I’m not sure if any other bees felt/feel this way, but it doesn’t seem real. I was awake last night not believing that it had actually happened. I’m thrilled, but I was so taken by surprise, and it just feels surreal. I guess I could have imagined it a hundred different ways, but as long as I am engaged to my best friend, that’s all that matters.
As a background, we’d been together for 16 months, I’m 30, he’s 35, and we started talking seriously around the year mark. I had been asked to give him my ring size so I could forget about it and have it be a surprise. I hadn’t heard him mention anything more about it – but we still continued to talk marriage, we’d been house shopping. I figured it was going to happen at some point before summer but I really didn’t think it’d be so soon.
I started having a feeling it may be this weekend when he wanted to make plans for dinner before I went away (I’m going away on business on Valentine’s Day, so I was sad to miss that and my birthday two days later). He wouldn’t tell me where we were going. So I had a little bit of a funny feeling since about Tuesday. I said to my friend, maybe. But I was trying not to get my hopes up, even as I drove over to meet him.
When I got to his house I was a few minutes late (we’d had a foot of snow dumped on us the night prior). He asked me to come inside, which I thought was odd as I assumed we had dinner reservations. But I went along. He was acting so odd. No one was home, but he didnt’ seem eager to go get going.
He is super, super shy, so this makes it even more adorable. He asked me if I wanted a hershey kiss. I said yes. He asked how many, and I said two. He was so hesitant, he walked over to the bar cabinet (where the ring was hiding), and pulled out a kiss. He brought it over to me, handed me the kiss, and then before I knew it, he was down on one knee. I turned away, and started crying. (silly me!). He had to tell me to turn back around, I was so surprised. He asked me to marry him. I said yes through tears. I was so overcome with emotion because I love him, and it didn’t really quite feel like it could be happening!

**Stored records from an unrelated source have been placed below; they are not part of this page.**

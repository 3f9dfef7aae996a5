//! Logger metrics for observability
//!
//! Counters describing what happened to log calls: how many reached the
//! writers, how many were dropped by the level gate or the filter chain,
//! and how many writer invocations failed.

use std::sync::atomic::{AtomicU64, Ordering};

/// Metrics for logger observability
///
/// # Example
///
/// ```
/// use rust_logger_facade::LoggerMetrics;
///
/// let metrics = LoggerMetrics::new();
///
/// metrics.record_dispatched();
/// metrics.record_filtered();
///
/// assert_eq!(metrics.dispatched(), 1);
/// assert_eq!(metrics.dropped_by_filter(), 1);
/// ```
#[derive(Debug)]
pub struct LoggerMetrics {
    /// Messages handed to the writers
    dispatched: AtomicU64,

    /// Calls whose level was not enabled
    dropped_by_level: AtomicU64,

    /// Messages vetoed by a filter
    dropped_by_filter: AtomicU64,

    /// Writer invocations that panicked
    writer_failures: AtomicU64,
}

impl LoggerMetrics {
    /// Create a new metrics instance with all counters at zero
    pub const fn new() -> Self {
        Self {
            dispatched: AtomicU64::new(0),
            dropped_by_level: AtomicU64::new(0),
            dropped_by_filter: AtomicU64::new(0),
            writer_failures: AtomicU64::new(0),
        }
    }

    #[inline]
    pub fn dispatched(&self) -> u64 {
        self.dispatched.load(Ordering::Relaxed)
    }

    #[inline]
    pub fn dropped_by_level(&self) -> u64 {
        self.dropped_by_level.load(Ordering::Relaxed)
    }

    #[inline]
    pub fn dropped_by_filter(&self) -> u64 {
        self.dropped_by_filter.load(Ordering::Relaxed)
    }

    #[inline]
    pub fn writer_failures(&self) -> u64 {
        self.writer_failures.load(Ordering::Relaxed)
    }

    /// Total of level and filter drops
    #[inline]
    pub fn dropped_count(&self) -> u64 {
        self.dropped_by_level() + self.dropped_by_filter()
    }

    #[inline]
    pub fn record_dispatched(&self) -> u64 {
        self.dispatched.fetch_add(1, Ordering::Relaxed)
    }

    #[inline]
    pub fn record_level_drop(&self) -> u64 {
        self.dropped_by_level.fetch_add(1, Ordering::Relaxed)
    }

    #[inline]
    pub fn record_filtered(&self) -> u64 {
        self.dropped_by_filter.fetch_add(1, Ordering::Relaxed)
    }

    #[inline]
    pub fn record_writer_failure(&self) -> u64 {
        self.writer_failures.fetch_add(1, Ordering::Relaxed)
    }

    /// Get drop rate as a percentage (0.0 - 100.0)
    ///
    /// Returns 0.0 if no calls have been seen.
    pub fn drop_rate(&self) -> f64 {
        let dropped = self.dropped_count() as f64;
        let total = self.dispatched() as f64 + dropped;
        if total == 0.0 {
            0.0
        } else {
            (dropped / total) * 100.0
        }
    }

    /// Reset all metrics to zero
    pub fn reset(&self) {
        self.dispatched.store(0, Ordering::Relaxed);
        self.dropped_by_level.store(0, Ordering::Relaxed);
        self.dropped_by_filter.store(0, Ordering::Relaxed);
        self.writer_failures.store(0, Ordering::Relaxed);
    }
}

impl Default for LoggerMetrics {
    fn default() -> Self {
        Self::new()
    }
}

impl Clone for LoggerMetrics {
    /// Create a snapshot of the current metrics values
    fn clone(&self) -> Self {
        Self {
            dispatched: AtomicU64::new(self.dispatched()),
            dropped_by_level: AtomicU64::new(self.dropped_by_level()),
            dropped_by_filter: AtomicU64::new(self.dropped_by_filter()),
            writer_failures: AtomicU64::new(self.writer_failures()),
        }
    }
}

I made him put the ring on me and he said we needed to get going so we weren’t late. We drove to a restaurant (not the one I was thinking that we usually go to for birthdays, anniversary) and when I walked in my parents and his parents were there. They had never met! His parents knew this was coming. He had asked my father’s permission a few weeks back (he had the ring mid January) and had called to arrange this dinner earlier in the week. I was so surprised that he had called my father to arrange this. He’s so shy, so I was really touched.
I’m still really in disbelief. Sorry for the long story. I didn’t think I’d be engaged before I was 31, so he just made it by 7 days. We’re still thinking Sept 2014, but we will talk more once we let this all sink in. I just want to enjoy this for a bit.
Very sincere thanks to everyone on the boards for your thoughts over these last six or so months. It’s wonderful to have a community to go to for advice and good wishes. I wish you all wonderful happiness in your own lives.
If you are waiting, I wish you patience and send you love. When it does come down to it, it doesn’t matter if the proposal is quiet or extravagent, planned or unplanned, – all that matters is that you are taking the first step to committing your life to someone you love. I NEVER thought I’d find someone that I love and trust so much, and I’m so blessed and lucky to be engaged to my best friend.